Le retour aux compétitions semble encore si éloigné, si illusoire également, dans un lourd contexte de pandémie mondiale que les approches des différentes instances sportives pour tenter de faire repartir le circuit peuvent alors prendre deux sens. D’un côté, comment ne pas emboiter le pas et espérer un retour rapide pour tenter d’offrir autre chose que de l’information angoissante à longueur de journée, le sport permet ceci que de pouvoir s’isoler du monde extérieur pour ne prendre que la partie intéressante de l’objet : la compétition, la communion d’une équipe avec ses supporters, et la possibilité de ne pas observer quotidiennement la manière dont les gouvernements tentent de pouvoir reprendre leur rythme de croisière. De l’autre côté, tout ceci peut sembler tellement futile lorsque l’on prend conscience de la tâche des personnels soignants, de toute part, et que le sport sans ses supporters comme cela est évoqué ressemblerait alors encore davantage à un îlot complétement déconnecté du monde normal. Une sorte de monde parallèle ou seuls les droits des retransmissions à venir comptent, mais qui se trouve tout de même en danger alors qu’il est toujours à l’arrêt. Ici n’est pas tellement la question de l’avenir financier des clubs, ou de la date de reprise pour les athlètes, mais davantage de cette période de flou artistique qui oblige chacun à une rigueur malgré le peu de possibilité pour les athlètes d’entretenir leur niveau de forme. Certes, les conditions de confinement ne sont absolument pas les mêmes pour tous, sportifs ou pas d’ailleurs, mais pour ceux-là même le confinement se trouve inégalitaire et en ce sens le travail de reprise devra être minutieux.

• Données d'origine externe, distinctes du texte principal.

use crate::output::{print_json, print_table};
use insight_core::catalog::ToolKind;

pub fn run(json: bool) -> anyhow::Result<()> {
    if json {
        let tools: Vec<_> = ToolKind::all()
            .iter()
            .map(|t| {
                serde_json::json!({
                    "id": t.as_str(),
                    "name": t.name(),
                    "description": t.description(),
                    "available": t.is_implemented(),
                })
            })
            .collect();
        print_json(&tools)?;
        return Ok(());
    }

    let rows = ToolKind::all()
        .iter()
        .map(|t| {
            vec![
                t.as_str().to_string(),
                t.name().to_string(),
                if t.is_implemented() { "ready" } else { "soon" }.to_string(),
                t.description().to_string(),
            ]
        })
        .collect();
    print_table(&["ID", "NAME", "STATUS", "DESCRIPTION"], rows);
    Ok(())
}
#![allow(dead_code)]

use ai_event_scanner::app::{ApiRequest, TransportPort};
use ai_event_scanner::error::TransportError;
use async_trait::async_trait;
use serde_json::{json, Map, Value};
use std::collections::{HashMap, VecDeque};
use std::sync::Arc;
use tokio::sync::{Mutex, Notify};

type Reply = Result<Value, TransportError>;

/// Pair of signals for a call parked inside the transport
#[derive(Clone)]
pub struct Held {
    pub entered: Arc<Notify>,
    pub release: Arc<Notify>,
}

/// In-memory backend answering by "METHOD /path".
///
/// Replies queued for a route are handed out in order; the last one is repeated
/// for any further calls. Unknown routes answer 404.
#[derive(Default)]
pub struct ScriptedTransport {
    replies: Mutex<HashMap<String, VecDeque<Reply>>>,
    holds: Mutex<HashMap<String, Held>>,
    calls: Mutex<Vec<ApiRequest>>,
}

impl ScriptedTransport {
    pub fn new() -> Arc<Self> {
        Arc::new(Self::default())
    }

    pub async fn reply(&self, route: &str, reply: Reply) {
        self.replies
            .lock()
            .await
            .entry(route.to_string())
            .or_default()
            .push_back(reply);
    }

    pub async fn ok(&self, route: &str, body: Value) {
        self.reply(route, Ok(body)).await;
    }

    /// Parks the next call to `route` until `release` is notified
    pub async fn hold(&self, route: &str) -> Held {
        let held = Held {
            entered: Arc::new(Notify::new()),
            release: Arc::new(Notify::new()),
        };
        self.holds.lock().await.insert(route.to_string(), held.clone());
        held
    }

    pub async fn calls(&self) -> Vec<ApiRequest> {
        self.calls.lock().await.clone()
    }

    pub async fn calls_to(&self, route: &str) -> Vec<ApiRequest> {
        self.calls
            .lock()
            .await
            .iter()
            .filter(|c| c.route() == route)
            .cloned()
            .collect()
    }
}

#[async_trait]
impl TransportPort for ScriptedTransport {
    async fn send(&self, request: ApiRequest) -> Result<Value, TransportError> {
        let route = request.route();
        self.calls.lock().await.push(request);

        let held = self.holds.lock().await.remove(&route);
        if let Some(held) = held {
            held.entered.notify_one();
            held.release.notified().await;
        }

        let mut replies = self.replies.lock().await;
        match replies.get_mut(&route) {
            Some(queue) if queue.len() > 1 => queue.pop_front().unwrap(),
            Some(queue) if !queue.is_empty() => queue[0].clone(),
            _ => Err(TransportError::ServerError {
                status: 404,
                body: r#"{"detail":"Not Found"}"#.to_string(),
                message: Some("Not Found".to_string()),
            }),
        }
    }
}

pub const WATCH: &str = "POST /api/events/watch";
pub const DISCOVER: &str = "POST /api/events/discover-events";

pub fn month_route(month: u32, year: i32) -> String {
    format!("GET /api/events/{month}/{year}")
}

pub fn event(id: &str, category: &str, watched: bool) -> Value {
    json!({
        "id": id,
        "title": format!("AI meetup {id}"),
        "description": "Hands-on session",
        "dateTime": "2025-11-14T18:30:00",
        "location": "Berlin",
        "sourceUrl": format!("https://lu.ma/{id}"),
        "platform": "luma",
        "category": category,
        "aiRelevanceScore": 8,
        "tags": ["llm"],
        "organizer": "Berlin AI",
        "eventType": "In-Person",
        "price": null,
        "isWatched": watched,
        "createdAt": "2025-10-30T12:00:00"
    })
}

/// Collection body the way the backend builds it: buckets and counters derived from `events`
pub fn collection(month: u32, year: i32, events: Vec<Value>) -> Value {
    let mut buckets: Map<String, Value> = Map::new();
    for e in &events {
        let category = e["category"].as_str().unwrap_or("Other").to_string();
        buckets
            .entry(category)
            .or_insert_with(|| Value::Array(Vec::new()))
            .as_array_mut()
            .unwrap()
            .push(e.clone());
    }
    let watched = events.iter().filter(|e| e["isWatched"] == true).count();
    json!({
        "events": events,
        "eventsByCategory": buckets,
        "totalEvents": events.len(),
        "watchedCount": watched,
        "month": month,
        "year": year
    })
}

pub fn watch_ok() -> Value {
    json!({"success": true, "message": "Event watch status updated"})
}
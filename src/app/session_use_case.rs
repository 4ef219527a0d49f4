use crate::app::ports::{ApiRequest, TransportPort};
use crate::constants::{EVENT_CATEGORIES_PATH, HEALTH_PATH, PREFERENCES_PATH, SESSION_STATS_PATH};
use crate::domain::{CategoryCatalog, HealthStatus, Preferences, PreferencesUpdate, SessionStats};
use crate::error::{Result, ScannerError};
use serde::de::DeserializeOwned;
use serde_json::Value;
use std::sync::Arc;
use tracing::{info, instrument};

/// Session-level calls: preferences, stats, health and the category catalog
pub struct SessionService {
    transport: Arc<dyn TransportPort>,
}

impl SessionService {
    pub fn new(transport: Arc<dyn TransportPort>) -> Self {
        Self { transport }
    }

    #[instrument(skip(self))]
    pub async fn preferences(&self) -> Result<Preferences> {
        let payload = self.transport.send(ApiRequest::get(PREFERENCES_PATH)).await?;
        unwrap_field(payload, "preferences")
    }

    /// Writes only the fields set in `update`; an empty update is rejected before any call.
    #[instrument(skip(self, update))]
    pub async fn update_preferences(&self, update: PreferencesUpdate) -> Result<Preferences> {
        if update.is_empty() {
            return Err(ScannerError::Validation("No preferences provided".to_string()));
        }
        let body = serde_json::to_value(&update)?;
        let payload = self
            .transport
            .send(ApiRequest::put(PREFERENCES_PATH, body))
            .await?;
        if payload.get("success").and_then(Value::as_bool) == Some(false) {
            return Err(ScannerError::Rejected {
                message: payload
                    .get("message")
                    .and_then(Value::as_str)
                    .unwrap_or("Failed to update preferences")
                    .to_string(),
            });
        }
        info!("Preferences updated");
        unwrap_field(payload, "preferences")
    }

    #[instrument(skip(self))]
    pub async fn session_stats(&self) -> Result<SessionStats> {
        let payload = self.transport.send(ApiRequest::get(SESSION_STATS_PATH)).await?;
        unwrap_field(payload, "stats")
    }

    #[instrument(skip(self))]
    pub async fn health(&self) -> Result<HealthStatus> {
        let payload = self.transport.send(ApiRequest::get(HEALTH_PATH)).await?;
        Ok(serde_json::from_value(payload)?)
    }

    #[instrument(skip(self))]
    pub async fn categories(&self) -> Result<CategoryCatalog> {
        let payload = self
            .transport
            .send(ApiRequest::get(EVENT_CATEGORIES_PATH))
            .await?;
        Ok(serde_json::from_value(payload)?)
    }
}

/// Decodes `payload[field]`, treating a missing or null field as the type's default
fn unwrap_field<T: DeserializeOwned + Default>(mut payload: Value, field: &str) -> Result<T> {
    match payload.get_mut(field).map(Value::take) {
        Some(Value::Null) | None => Ok(T::default()),
        Some(inner) => Ok(serde_json::from_value(inner)?),
    }
}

C’est également le cas lorsque les joueurs terminent une saison normale, pas celle-ci donc, et se retrouvent alors avec différents programmes devant eux. Les internationaux rejoignent leur sélection et continuent leur saison, les autres sont au repos en attendant la reprise. Cette différence dans la forme physique de chacun est ensuite ajustée lors de la pré saison estivale, qui dure généralement de 4 à 6 semaines et qui comprend un travail physique foncier très important. Chaque joueur est alors réparti dans un groupe de travail adapté à son niveau physique, le but étant de réunir tous les groupes à l’issue des 6 semaines pour disposer du groupe le plus large possible. Durant ces phases de préparation la compétition est reléguée au second plan et les matches amicaux organisés servent alors de point de repère pour les coaches et le début de saison à venir. Une épreuve souvent redoutée par les joueurs, lors de laquelle le ballon est rangé au placard pour laisser place à de longues courses plus fastidieuses les unes que les autres, mais pourtant si nécessaires au lancement d’une saison et à sa préparation.

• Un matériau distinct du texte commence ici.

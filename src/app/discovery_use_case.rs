use crate::app::collection_store::CollectionStore;
use crate::app::ports::{ApiRequest, TransportPort};
use crate::constants::DISCOVER_EVENTS_PATH;
use crate::domain::request::DiscoveryResponse;
use crate::domain::{CollectionScope, DiscoveryOutcome, DiscoveryRequest, LoadFilters};
use crate::error::{Result, ScannerError};
use crate::observability::metrics;
use std::sync::atomic::{AtomicBool, Ordering};
use std::sync::Arc;
use tracing::{info, instrument, warn};

/// Releases the in-flight flag however `discover` exits, including when its future is dropped.
struct InFlightGuard<'a>(&'a AtomicBool);

impl<'a> InFlightGuard<'a> {
    fn acquire(flag: &'a AtomicBool) -> Option<Self> {
        flag.compare_exchange(false, true, Ordering::AcqRel, Ordering::Acquire)
            .ok()
            .map(|_| Self(flag))
    }
}

impl Drop for InFlightGuard<'_> {
    fn drop(&mut self) {
        self.0.store(false, Ordering::Release);
    }
}

/// Use case for asking the backend to discover events, then reloading that month
pub struct DiscoveryUseCase {
    transport: Arc<dyn TransportPort>,
    store: Arc<CollectionStore>,
    in_flight: AtomicBool,
}

impl DiscoveryUseCase {
    pub fn new(transport: Arc<dyn TransportPort>, store: Arc<CollectionStore>) -> Self {
        Self {
            transport,
            store,
            in_flight: AtomicBool::new(false),
        }
    }

    pub fn is_in_flight(&self) -> bool {
        self.in_flight.load(Ordering::Acquire)
    }

    /// Runs one discovery. A second call while one is running fails with
    /// `DiscoveryInFlight` without touching the network, and a failed discovery
    /// never touches the collection store.
    #[instrument(skip(self, request), fields(location = %request.location.trim(), platform = %request.platform))]
    pub async fn discover(&self, request: DiscoveryRequest) -> Result<DiscoveryOutcome> {
        request.validate()?;

        let Some(_guard) = InFlightGuard::acquire(&self.in_flight) else {
            metrics::discovery::rejected_in_flight();
            warn!("Discovery already running; ignoring overlapping request");
            return Err(ScannerError::DiscoveryInFlight);
        };

        let platform = request.platform.as_str();
        let requested_scope = request.scope();
        info!(month = requested_scope.month, year = requested_scope.year, "Starting event discovery");

        let response = match self.call_discovery(request).await {
            Ok(response) => response,
            Err(e) => {
                metrics::discovery::run_error(platform);
                warn!(error = %e, "Event discovery failed");
                return Err(e);
            }
        };

        let events_discovered = response.events.as_ref().map(Vec::len);
        if let Some(count) = events_discovered {
            metrics::discovery::events_found(count);
        }
        metrics::discovery::run_success(platform);

        let scope = CollectionScope::new(
            response.month.unwrap_or(requested_scope.month),
            response.year.unwrap_or(requested_scope.year),
        )
        .unwrap_or(requested_scope);
        let message = response
            .message
            .unwrap_or_else(|| "Event discovery completed".to_string());
        info!(events_discovered, %scope, "Event discovery completed; refreshing collection");

        let (collection_refreshed, refresh_error) =
            match self.store.load(scope, LoadFilters::default()).await {
                Ok(_) => (true, None),
                Err(e) => {
                    warn!(error = %e, "Collection refresh after discovery failed");
                    (false, Some(e.user_message()))
                }
            };

        Ok(DiscoveryOutcome {
            message,
            events_discovered,
            scope,
            collection_refreshed,
            refresh_error,
        })
    }

    async fn call_discovery(&self, request: DiscoveryRequest) -> Result<DiscoveryResponse> {
        let payload = self
            .transport
            .send(ApiRequest::post(DISCOVER_EVENTS_PATH, request.into_body()))
            .await?;
        let response: DiscoveryResponse = if payload.is_null() {
            DiscoveryResponse::default()
        } else {
            serde_json::from_value(payload)?
        };
        if response.success == Some(false) {
            return Err(ScannerError::Rejected {
                message: response
                    .message
                    .unwrap_or_else(|| "Failed to discover events".to_string()),
            });
        }
        Ok(response)
    }
}
mod common;

use ai_event_scanner::app::{CollectionStore, LoadStatus, ToggleOutcome};
use ai_event_scanner::domain::{Category, CollectionScope, LoadFilters};
use ai_event_scanner::error::{ScannerError, TransportError};
use ai_event_scanner::view::{project, CategoryFilter};
use anyhow::Result;
use common::{collection, event, month_route, watch_ok, ScriptedTransport, WATCH};
use std::sync::Arc;

fn november() -> CollectionScope {
    CollectionScope::new(11, 2025).unwrap()
}

async fn seeded_store(events: Vec<serde_json::Value>) -> (Arc<ScriptedTransport>, Arc<CollectionStore>) {
    let transport = ScriptedTransport::new();
    transport.ok(&month_route(11, 2025), collection(11, 2025, events)).await;
    transport.ok(WATCH, watch_ok()).await;
    let store = Arc::new(CollectionStore::new(transport.clone()));
    (transport, store)
}

#[tokio::test]
async fn loaded_collection_is_consistent() -> Result<()> {
    let (_, store) = seeded_store(vec![
        event("w1", "Workshop", false),
        event("t1", "Talk", true),
        event("n1", "Networking", false),
    ])
    .await;

    let loaded = store.load(november(), LoadFilters::default()).await?;

    assert!(loaded.is_consistent());
    assert_eq!(loaded.total_events(), 3);
    assert_eq!(loaded.watched_count(), 1);
    assert_eq!(loaded.bucket(Category::Talk).len(), 1);
    assert_eq!(store.status().await, LoadStatus::Loaded);
    Ok(())
}

#[tokio::test]
async fn repeated_loads_give_equal_collections() -> Result<()> {
    let (transport, store) = seeded_store(vec![event("w1", "Workshop", false)]).await;

    let first = store.load(november(), LoadFilters::default()).await?;
    let second = store.load(november(), LoadFilters::default()).await?;

    assert_eq!(first, second);
    assert_eq!(store.snapshot().await, Some(second));
    assert_eq!(transport.calls_to(&month_route(11, 2025)).await.len(), 2);
    Ok(())
}

#[tokio::test]
async fn talk_toggle_updates_sequence_bucket_and_counter() -> Result<()> {
    let (transport, store) = seeded_store(vec![
        event("w1", "Workshop", false),
        event("w2", "Workshop", false),
        event("t1", "Talk", false),
    ])
    .await;
    store.load(november(), LoadFilters::default()).await?;

    let outcome = store.toggle_watch("t1", false).await?;
    assert_eq!(outcome, ToggleOutcome::Applied { watched: true });

    let current = store.snapshot().await.unwrap();
    assert!(current.find("t1").unwrap().is_watched);
    assert!(current.bucket(Category::Talk)[0].is_watched);
    assert!(current.bucket(Category::Workshop).iter().all(|e| !e.is_watched));
    assert_eq!(current.watched_count(), 1);
    assert!(current.is_consistent());

    let watched = project(&current, &CategoryFilter::All, true);
    assert_eq!(watched.len(), 1);
    assert_eq!(watched[0].id, "t1");

    let body = transport.calls_to(WATCH).await[0].body.clone().unwrap();
    assert_eq!(body, serde_json::json!({"event_id": "t1", "watch_status": true}));
    Ok(())
}

#[tokio::test]
async fn toggle_twice_restores_collection() -> Result<()> {
    let (_, store) = seeded_store(vec![event("w1", "Workshop", false), event("t1", "Talk", true)]).await;
    let before = store.load(november(), LoadFilters::default()).await?;

    store.toggle_watch("w1", false).await?;
    store.toggle_watch("w1", true).await?;

    assert_eq!(store.snapshot().await, Some(before));
    Ok(())
}

#[tokio::test]
async fn failed_toggle_changes_nothing() -> Result<()> {
    let transport = ScriptedTransport::new();
    transport
        .ok(&month_route(11, 2025), collection(11, 2025, vec![event("t1", "Talk", false)]))
        .await;
    transport
        .reply(WATCH, Err(TransportError::Timeout(std::time::Duration::from_secs(30))))
        .await;
    let store = CollectionStore::new(transport.clone());
    let before = store.load(november(), LoadFilters::default()).await?;

    let err = store.toggle_watch("t1", false).await.unwrap_err();

    assert!(matches!(err, ScannerError::Transport(TransportError::Timeout(_))));
    assert_eq!(store.snapshot().await, Some(before));
    Ok(())
}

#[tokio::test]
async fn rejected_toggle_changes_nothing() -> Result<()> {
    let transport = ScriptedTransport::new();
    transport
        .ok(&month_route(11, 2025), collection(11, 2025, vec![event("t1", "Talk", false)]))
        .await;
    transport
        .ok(WATCH, serde_json::json!({"success": false, "message": "Event not found"}))
        .await;
    let store = CollectionStore::new(transport.clone());
    let before = store.load(november(), LoadFilters::default()).await?;

    let err = store.toggle_watch("t1", false).await.unwrap_err();

    assert_eq!(err.user_message(), "Event not found");
    assert_eq!(store.snapshot().await, Some(before));
    Ok(())
}

#[tokio::test]
async fn toggle_for_unknown_id_is_silent() -> Result<()> {
    let (_, store) = seeded_store(vec![event("t1", "Talk", false)]).await;
    let before = store.load(november(), LoadFilters::default()).await?;

    assert_eq!(store.toggle_watch("ghost", false).await?, ToggleOutcome::NotFound);
    assert_eq!(store.snapshot().await, Some(before));
    Ok(())
}

#[tokio::test]
async fn older_toggle_response_is_discarded() -> Result<()> {
    let (transport, store) = seeded_store(vec![event("t1", "Talk", false)]).await;
    store.load(november(), LoadFilters::default()).await?;

    let held = transport.hold(WATCH).await;
    let first = {
        let store = store.clone();
        tokio::spawn(async move { store.toggle_watch("t1", false).await })
    };
    held.entered.notified().await;

    // Second click lands while the first request is still out
    let second = store.toggle_watch("t1", false).await?;
    assert_eq!(second, ToggleOutcome::Applied { watched: true });

    held.release.notify_one();
    let first = first.await??;
    assert_eq!(first, ToggleOutcome::Stale);

    let current = store.snapshot().await.unwrap();
    assert!(current.find("t1").unwrap().is_watched);
    assert_eq!(current.watched_count(), 1);
    assert!(current.is_consistent());
    Ok(())
}

#[tokio::test]
async fn newest_overlapping_load_wins() -> Result<()> {
    let transport = ScriptedTransport::new();
    transport
        .ok(&month_route(10, 2025), collection(10, 2025, vec![event("oct", "Talk", false)]))
        .await;
    transport
        .ok(&month_route(11, 2025), collection(11, 2025, vec![event("nov", "Talk", false)]))
        .await;
    let store = Arc::new(CollectionStore::new(transport.clone()));

    let held = transport.hold(&month_route(10, 2025)).await;
    let october = {
        let store = store.clone();
        tokio::spawn(async move {
            store
                .load(CollectionScope::new(10, 2025).unwrap(), LoadFilters::default())
                .await
        })
    };
    held.entered.notified().await;
    assert_eq!(store.status().await, LoadStatus::Loading);

    store.load(november(), LoadFilters::default()).await?;
    assert_eq!(store.status().await, LoadStatus::Loading);
    held.release.notify_one();
    let late = october.await?;

    assert!(matches!(
        late,
        Err(ScannerError::LoadSuperseded { month: 10, year: 2025 })
    ));
    let current = store.snapshot().await.unwrap();
    assert_eq!(current.scope(), november());
    assert!(current.find("nov").is_some());
    assert_eq!(store.status().await, LoadStatus::Loaded);
    Ok(())
}

#[tokio::test]
async fn older_load_is_adopted_when_newer_one_fails() -> Result<()> {
    let transport = ScriptedTransport::new();
    transport
        .ok(&month_route(10, 2025), collection(10, 2025, vec![event("oct", "Talk", false)]))
        .await;
    transport
        .reply(
            &month_route(11, 2025),
            Err(TransportError::NetworkFailure("connection refused".into())),
        )
        .await;
    let store = Arc::new(CollectionStore::new(transport.clone()));

    let held = transport.hold(&month_route(10, 2025)).await;
    let october = {
        let store = store.clone();
        tokio::spawn(async move {
            store
                .load(CollectionScope::new(10, 2025).unwrap(), LoadFilters::default())
                .await
        })
    };
    held.entered.notified().await;

    assert!(store.load(november(), LoadFilters::default()).await.is_err());
    assert_eq!(store.status().await, LoadStatus::Loading);
    held.release.notify_one();
    let adopted = october.await??;

    assert_eq!(store.snapshot().await, Some(adopted));
    assert_eq!(store.status().await, LoadStatus::Loaded);
    Ok(())
}

#[tokio::test]
async fn failed_load_keeps_previous_collection() -> Result<()> {
    let transport = ScriptedTransport::new();
    let route = month_route(11, 2025);
    transport.ok(&route, collection(11, 2025, vec![event("t1", "Talk", false)])).await;
    transport
        .reply(&route, Err(TransportError::NetworkFailure("connection refused".into())))
        .await;
    let store = CollectionStore::new(transport.clone());

    let before = store.load(november(), LoadFilters::default()).await?;
    assert!(store.refresh().await.is_err());

    assert_eq!(store.snapshot().await, Some(before));
    assert_eq!(store.status().await, LoadStatus::Loaded);
    Ok(())
}

#[tokio::test]
async fn inconsistent_server_collection_is_kept_verbatim() -> Result<()> {
    let transport = ScriptedTransport::new();
    let mut body = collection(11, 2025, vec![event("t1", "Talk", false)]);
    body["watchedCount"] = serde_json::json!(4);
    transport.ok(&month_route(11, 2025), body).await;
    let store = CollectionStore::new(transport.clone());

    let loaded = store.load(november(), LoadFilters::default()).await?;

    assert!(!loaded.is_consistent());
    assert_eq!(loaded.watched_count(), 4);
    Ok(())
}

Confinement, le risque de l’angoisse
Cette phase de préparation estivale (la trêve hivernale est plus courte et ne nécessite pas de remise à niveau physique en profondeur) est indispensable et pourrait trouver un écho à l’issue du confinement en France puisque les athlètes auront alors été logé à la même enseigne que les supporters, confinés entre leurs murs. Comment imaginer une reprise comme si l’épidémie n’avait pas existé, lors de laquelle les clubs et les joueurs reprendraient directement après cette période d’arrêt ? C’est inimaginable et surtout cela serait le pire des scénarios alors même que la présence des supporters au stade est un débat et que le spectacle proposé, même diffusé, pourrait avoir chuté. Dans cette course au temps qui implique les instances dirigeantes, le spectre du paiement des droits de retransmission est malheureusement le nerf de la guerre et promet une forte instabilité en cas de non reprise cette saison. C’est une autre question, et s’il fallait rester sur le côté sportif alors la solution de décaler la prochaine saison sur une année civile (en vue également du Mondial 2022 au Qatar qui pourrait se dérouler en hiver) apparait comme une solution crédible. Évoquée par certains dirigeants de clubs français, ou bien même par André Villas Boas lors de l’une de ses conférences de presse, cette solution pourrait être un bon compromis entre nécessité de terminer cette saison sur le terrain, et l’obligation également de ne pas jeter les joueurs dans l’arène lors de la reprise des compétitions sans préparation physique au préalable.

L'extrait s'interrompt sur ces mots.